I labored on the churning brine since boyhood, hauling in the bulging nets, scraping my hands on the antiquated equipment, lulled to sleep by the creaking hull being tossed about by the water. I was never once made sick by the waves and I swam well before I took my first steps on the deck. When I was a child, I asked the men who my father was. I didn’t quite understand the word orphan they would use when they discussed me over the spray.

“That’s me,” the captain answered.

“Aye, me too!”

“Aye!” They all chorused and I laughed and whooped with them.

The worn fishermen who only cared about the daily haul and their cut of the earnings somehow found a place in their hearts for me.

When we made port and the men headed to the tavern to become pink with ale and warm in the comfort of a woman’s arms, I would slip through the sleepy town as dark as a shadow to the library.

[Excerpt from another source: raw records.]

//! Blocking execution of the external engine with a timeout.

use std::io::Read;
use std::path::{Path, PathBuf};
use std::process::{Child, Command, Stdio};
use std::thread::{self, JoinHandle};
use std::time::{Duration, Instant};
use thiserror::Error;
use tracing::{debug, warn};

/// One command line to hand to the external engine.
#[derive(Debug, Clone, PartialEq, Eq)]
pub struct Invocation {
    pub program: PathBuf,
    pub args: Vec<String>,
    pub current_dir: Option<PathBuf>,
}

impl Invocation {
    pub fn new(program: impl Into<PathBuf>) -> Self {
        Self {
            program: program.into(),
            args: Vec::new(),
            current_dir: None,
        }
    }

    /// Append a bare argument.
    pub fn arg(mut self, arg: impl Into<String>) -> Self {
        self.args.push(arg.into());
        self
    }

    /// Append `--name value`.
    pub fn flag(mut self, name: &str, value: impl ToString) -> Self {
        self.args.push(format!("--{name}"));
        self.args.push(value.to_string());
        self
    }

    /// Append `--name <path>`.
    pub fn path_flag(self, name: &str, path: &Path) -> Self {
        let value = path.to_string_lossy().into_owned();
        self.flag(name, value)
    }

    pub fn current_dir(mut self, dir: impl Into<PathBuf>) -> Self {
        self.current_dir = Some(dir.into());
        self
    }

    /// First argument, which is the engine subcommand for stage invocations.
    pub fn subcommand(&self) -> Option<&str> {
        self.args.first().map(String::as_str)
    }

    /// Human-readable command line for logs.
    pub fn command_line(&self) -> String {
        std::iter::once(self.program.to_string_lossy().into_owned())
            .chain(self.args.iter().cloned())
            .collect::<Vec<_>>()
            .join(" ")
    }
}

/// Output of a process that exited on its own.
#[derive(Debug, Clone, Default, PartialEq, Eq)]
pub struct RunOutput {
    /// Exit code; `None` when terminated by a signal.
    pub status: Option<i32>,
    pub stdout: String,
    pub stderr: String,
}

impl RunOutput {
    pub fn success(&self) -> bool {
        self.status == Some(0)
    }
}

#[derive(Debug, Error)]
pub enum RunError {
    #[error("program not found: {}", .0.display())]
    NotFound(PathBuf),

    #[error("failed to start {program}: {source}")]
    Spawn {
        program: String,
        #[source]
        source: std::io::Error,
    },

    #[error("timed out after {:.1}s", .elapsed.as_secs_f64())]
    Timeout { elapsed: Duration },

    #[error("failed waiting for process: {0}")]
    Io(#[from] std::io::Error),
}

/// Runs an invocation to completion or until the timeout expires.
///
/// Implementations must terminate the process on timeout before returning.
pub trait CommandRunner {
    fn run(&self, invocation: &Invocation, timeout: Duration) -> Result<RunOutput, RunError>;
}

/// [`CommandRunner`] backed by `std::process`.
#[derive(Debug, Clone)]
pub struct ProcessRunner {
    poll_interval: Duration,
}

impl ProcessRunner {
    pub fn new() -> Self {
        Self {
            poll_interval: Duration::from_millis(50),
        }
    }

    pub fn with_poll_interval(mut self, interval: Duration) -> Self {
        self.poll_interval = interval;
        self
    }
}

impl Default for ProcessRunner {
    fn default() -> Self {
        Self::new()
    }
}

// Pipes are drained on their own threads so a chatty process never blocks
// on a full pipe while we poll for exit.
fn drain<R: Read + Send + 'static>(mut pipe: R) -> JoinHandle<String> {
    thread::spawn(move || {
        let mut buf = Vec::new();
        let _ = pipe.read_to_end(&mut buf);
        String::from_utf8_lossy(&buf).into_owned()
    })
}

/// Kill and reap, ignoring a child that already exited.
fn terminate(child: &mut Child) {
    let _ = child.kill();
    let _ = child.wait();
}

fn collect(handle: Option<JoinHandle<String>>) -> String {
    handle.and_then(|h| h.join().ok()).unwrap_or_default()
}

impl CommandRunner for ProcessRunner {
    fn run(&self, invocation: &Invocation, timeout: Duration) -> Result<RunOutput, RunError> {
        debug!("Running: {}", invocation.command_line());

        let mut command = Command::new(&invocation.program);
        command
            .args(&invocation.args)
            .stdin(Stdio::null())
            .stdout(Stdio::piped())
            .stderr(Stdio::piped());
        if let Some(dir) = &invocation.current_dir {
            command.current_dir(dir);
        }

        let mut child = command.spawn().map_err(|source| {
            if source.kind() == std::io::ErrorKind::NotFound {
                RunError::NotFound(invocation.program.clone())
            } else {
                RunError::Spawn {
                    program: invocation.program.to_string_lossy().into_owned(),
                    source,
                }
            }
        })?;
        let stdout = child.stdout.take().map(drain);
        let stderr = child.stderr.take().map(drain);

        let start = Instant::now();
        let status = loop {
            match child.try_wait() {
                Ok(Some(status)) => break status,
                Ok(None) => {}
                Err(e) => {
                    terminate(&mut child);
                    return Err(RunError::Io(e));
                }
            }
            if start.elapsed() >= timeout {
                warn!(
                    "Terminating {} after {:.1}s",
                    invocation.command_line(),
                    timeout.as_secs_f64()
                );
                terminate(&mut child);
                // Reader threads are left detached: a grandchild may still
                // hold the pipes open.
                return Err(RunError::Timeout {
                    elapsed: start.elapsed(),
                });
            }
            thread::sleep(self.poll_interval.min(timeout.saturating_sub(start.elapsed())));
        };

        Ok(RunOutput {
            status: status.code(),
            stdout: collect(stdout),
            stderr: collect(stderr),
        })
    }
}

I pried open the back door nearly grown over with ivy and perused the shelves for that night’s hoard. With a stack of books under my arm I’d sneak up the ancient stairs, avoiding the splinters and cracks and the sign that said: Danger- Keep Off Stairs.

I would emerge into the small forgotten clock tower. The odds and ends I’d nicked over the years line the walls of the little room that I’d made absolutely and irrevocably mine. I would turn on the lights I’d strung up around the rafters with old rusted hooks and settled down on the nest of pillows. I would tear through the volumes of poetry and devour Shakespeare, Dickens and Austin.

Evan taught me to read by lantern light below deck when I was small. Mostly equipment manuals or encyclopedias of fish in our little slice of the sea, but still, reading became precious to me. It made me feel like magic. I could travel anywhere with books. I wasn’t stuck in the hammock on the reeking boat. I was a world away smelling the spices of India, sitting in that big park in New York City watching snow fall. I could be wherever the words carried me.

Bobby taught me to gut and clean the fish. He always seemed to understand them better than people. He knew which would taste the best on our dinner plates just by weighing them in one meaty hand or scrutinizing the color of its scales. He also taught me how to hold the knife if it were a man that needed gutting rather than a fish. Liam, with his handsome, chiseled face explained to me all the ways to pleasure a woman before I understood such things. Isaiah, our captain taught me the best way to win a fight was with wit and a wry smile.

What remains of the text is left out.